The Last Measure of Devotion
Seems Mitch McConnell knew if he called back the Senate to begin the Trial that he had no choice but to start down a road towards an historic vote to remove/convict a president.
And he knew there would be no “constitutional escape route.” The issue of Senate jurisdiction would be a mere figment of Rand Paul’s imagination — for how could the Senate that begins a trial of impeachment convince itself — much less the American people — that it simply ran out of time to hold a lawless president who presided over a lawless presidency accountable for death and mayhem.
It would have been a fait accompli for the Kentucky Senator. For if the trial had begun, the only argument for acquittal would have been that somehow Trump didn’t really mean his words or that his words didn’t have their intended effect — but everyone knows they did.
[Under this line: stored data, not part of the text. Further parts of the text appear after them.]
use std::time::Duration;

use thiserror::Error;
use tokio::task::JoinError;

use crate::scheduler::job::{JobKind, JobPayload};
use crate::worker::backend::{BackendError, BackendRegistry};

/// Why a single attempt did not produce a result.
#[derive(Error, Debug, Clone, PartialEq, Eq)]
pub enum AttemptError {
    #[error(transparent)]
    Backend(#[from] BackendError),

    #[error("attempt timed out after {0:?}")]
    TimedOut(Duration),

    #[error("handler panicked: {0}")]
    Panicked(String),

    #[error("handler task aborted")]
    Aborted,

    #[error("no execution backend registered for kind {0}")]
    NoBackend(JobKind),
}

impl AttemptError {
    /// Failures that no retry can fix.
    pub fn is_permanent(&self) -> bool {
        matches!(self, AttemptError::NoBackend(_))
    }
}

/// Runs one attempt against the registered backend for a job kind.
///
/// Every attempt runs on its own task so that a panicking handler is
/// reported as a failure instead of tearing down the caller, and the
/// optional timeout aborts handlers that never return.
#[derive(Debug, Clone)]
pub struct AttemptExecutor {
    backends: BackendRegistry,
    timeout: Option<Duration>,
}

impl AttemptExecutor {
    pub fn new(backends: BackendRegistry, timeout: Option<Duration>) -> Self {
        Self { backends, timeout }
    }

    pub fn backends(&self) -> &BackendRegistry {
        &self.backends
    }

    pub async fn execute(
        &self,
        job_id: &str,
        kind: &JobKind,
        payload: &JobPayload,
        attempt: u32,
    ) -> Result<String, AttemptError> {
        let backend = self
            .backends
            .get(kind)
            .ok_or_else(|| AttemptError::NoBackend(kind.clone()))?;

        tracing::info!(job_id, kind = %kind, attempt, backend = backend.name(), "Executing job");

        let task_kind = kind.clone();
        let task_payload = payload.clone();
        let mut handle =
            tokio::spawn(async move { backend.execute(&task_kind, &task_payload).await });

        let joined = match self.timeout {
            Some(limit) => match tokio::time::timeout(limit, &mut handle).await {
                Ok(joined) => joined,
                Err(_) => {
                    handle.abort();
                    tracing::warn!(job_id, attempt, timeout = ?limit, "Job attempt timed out");
                    return Err(AttemptError::TimedOut(limit));
                }
            },
            None => handle.await,
        };

        Self::process_output(job_id, attempt, joined)
    }

    fn process_output(
        job_id: &str,
        attempt: u32,
        joined: Result<Result<String, BackendError>, JoinError>,
    ) -> Result<String, AttemptError> {
        match joined {
            Ok(Ok(result_ref)) => {
                tracing::info!(job_id, attempt, result_ref = %result_ref, "Job attempt succeeded");
                Ok(result_ref)
            }
            Ok(Err(e)) => {
                tracing::warn!(job_id, attempt, error = %e, "Job attempt failed");
                Err(AttemptError::Backend(e))
            }
            Err(e) if e.is_panic() => {
                let payload = e.into_panic();
                let message = payload
                    .downcast_ref::<&str>()
                    .map(|s| s.to_string())
                    .or_else(|| payload.downcast_ref::<String>().cloned())
                    .unwrap_or_else(|| "unknown panic".to_string());
                tracing::error!(job_id, attempt, panic = %message, "Job handler panicked");
                Err(AttemptError::Panicked(message))
            }
            Err(e) => {
                tracing::error!(job_id, attempt, error = %e, "Job handler task aborted");
                Err(AttemptError::Aborted)
            }
        }
    }
}
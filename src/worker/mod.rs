//! Execution side of the engine.
//!
//! - [`ExecutionBackend`]: capability that performs the work for a job kind
//! - [`BackendRegistry`]: kind to backend routing, fixed at startup
//! - [`AttemptExecutor`]: runs one attempt with timeout and panic isolation
//! - [`PollAdapter`]: worker that pulls due rows from a [`PendingSource`]
//!
//! # Poll Flow
//!
//! 1. Fetch up to `batch_size` due rows from the source
//! 2. Claim each row by marking it processing (skip rows claimed elsewhere)
//! 3. Execute claimed rows concurrently through [`AttemptExecutor`]
//! 4. Write completed, retry-at, or failed back to the source

pub mod backend;
pub mod executor;
pub mod memory_source;
pub mod poll;
pub mod simulated;

pub use backend::{BackendError, BackendRegistry, ExecutionBackend};
pub use executor::{AttemptError, AttemptExecutor};
pub use memory_source::MemorySource;
pub use poll::{PendingJob, PendingSource, PollAdapter, PollReport, StatusUpdate};
pub use simulated::SimulatedBackend;
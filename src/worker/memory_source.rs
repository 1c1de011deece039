use std::collections::HashMap;
use std::sync::atomic::{AtomicBool, AtomicU64, Ordering};

use async_trait::async_trait;
use chrono::{DateTime, Utc};
use tokio::sync::RwLock;

use crate::error::{EngineError, Result};
use crate::scheduler::job::JobStatus;
use crate::worker::poll::{PendingJob, PendingSource, StatusUpdate};

/// A row and its recorded state.
#[derive(Debug, Clone, PartialEq)]
pub struct SourceRow {
    pub job: PendingJob,
    pub status: JobStatus,
    pub last_error: Option<String>,
    pub result_ref: Option<String>,
    pub completed_at: Option<DateTime<Utc>>,
    seq: u64,
}

/// In-process [`PendingSource`] for demos and tests. Behaves like a table
/// with a status column: claims are compare-and-set on `pending`.
#[derive(Debug, Default)]
pub struct MemorySource {
    rows: RwLock<HashMap<String, SourceRow>>,
    next_seq: AtomicU64,
    unavailable: AtomicBool,
}

impl MemorySource {
    pub fn new() -> Self {
        Self::default()
    }

    pub async fn insert(&self, job: PendingJob) {
        let seq = self.next_seq.fetch_add(1, Ordering::SeqCst);
        let row = SourceRow {
            job,
            status: JobStatus::Queued,
            last_error: None,
            result_ref: None,
            completed_at: None,
            seq,
        };
        self.rows
            .write()
            .await
            .insert(row.job.external_id.clone(), row);
    }

    pub async fn row(&self, external_id: &str) -> Option<SourceRow> {
        self.rows.read().await.get(external_id).cloned()
    }

    pub async fn count_with_status(&self, status: JobStatus) -> usize {
        self.rows
            .read()
            .await
            .values()
            .filter(|row| row.status == status)
            .count()
    }

    /// Make every call fail as if the datastore were unreachable.
    pub fn set_unavailable(&self, unavailable: bool) {
        self.unavailable.store(unavailable, Ordering::SeqCst);
    }

    fn check_available(&self) -> Result<()> {
        if self.unavailable.load(Ordering::SeqCst) {
            return Err(EngineError::Source("source unreachable".to_string()));
        }
        Ok(())
    }
}

#[async_trait]
impl PendingSource for MemorySource {
    async fn fetch_pending(&self, now: DateTime<Utc>, limit: usize) -> Result<Vec<PendingJob>> {
        self.check_available()?;
        let rows = self.rows.read().await;
        let mut due: Vec<&SourceRow> = rows
            .values()
            .filter(|row| row.status == JobStatus::Queued && row.job.is_due(now))
            .collect();
        due.sort_by_key(|row| (row.job.scheduled_at, row.seq));
        Ok(due
            .into_iter()
            .take(limit)
            .map(|row| row.job.clone())
            .collect())
    }

    async fn mark_status(&self, external_id: &str, update: StatusUpdate) -> Result<bool> {
        self.check_available()?;
        let mut rows = self.rows.write().await;
        let Some(row) = rows.get_mut(external_id) else {
            return Ok(false);
        };
        if update.status == JobStatus::Processing && row.status != JobStatus::Queued {
            return Ok(false);
        }

        row.status = update.status;
        row.job.attempt = update.attempt;
        row.job.scheduled_at = update.scheduled_at.or(row.job.scheduled_at);
        row.last_error = update.last_error;
        row.result_ref = update.result_ref;
        row.completed_at = update.completed_at;
        Ok(true)
    }
}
Everyone who has ever been to a movie or watched a newsreel of demagogues in our own history or the world’s knows that Donald Trump is now a member of that cavalcade of outrage — those who having lost the appeal to the reason of citizens or the contest of good will resorts to the demand for the exhibition of frustrated passions and dangerous extremes.
There is, in the final analysis, perhaps no law to apply in these cases — no constitutional process or provision strong enough or durable enough to stop the appeal of a demagogue. In the last scan of History, the only remedy for the danger to our institutions and the demise of a republic is in our hearts. Indeed, that remedy is the last great measure of devotion of which Mr. Lincoln spoke. It is in ourselves.
Now it is history’s turn to write us down as for or against our own destiny; or as Lincoln said to light us down to the latest generation; we shall soon learn whether this last episode of cowardice and its brief flashes of bravery are the harbingers of doom or the groaning of new freedom being born.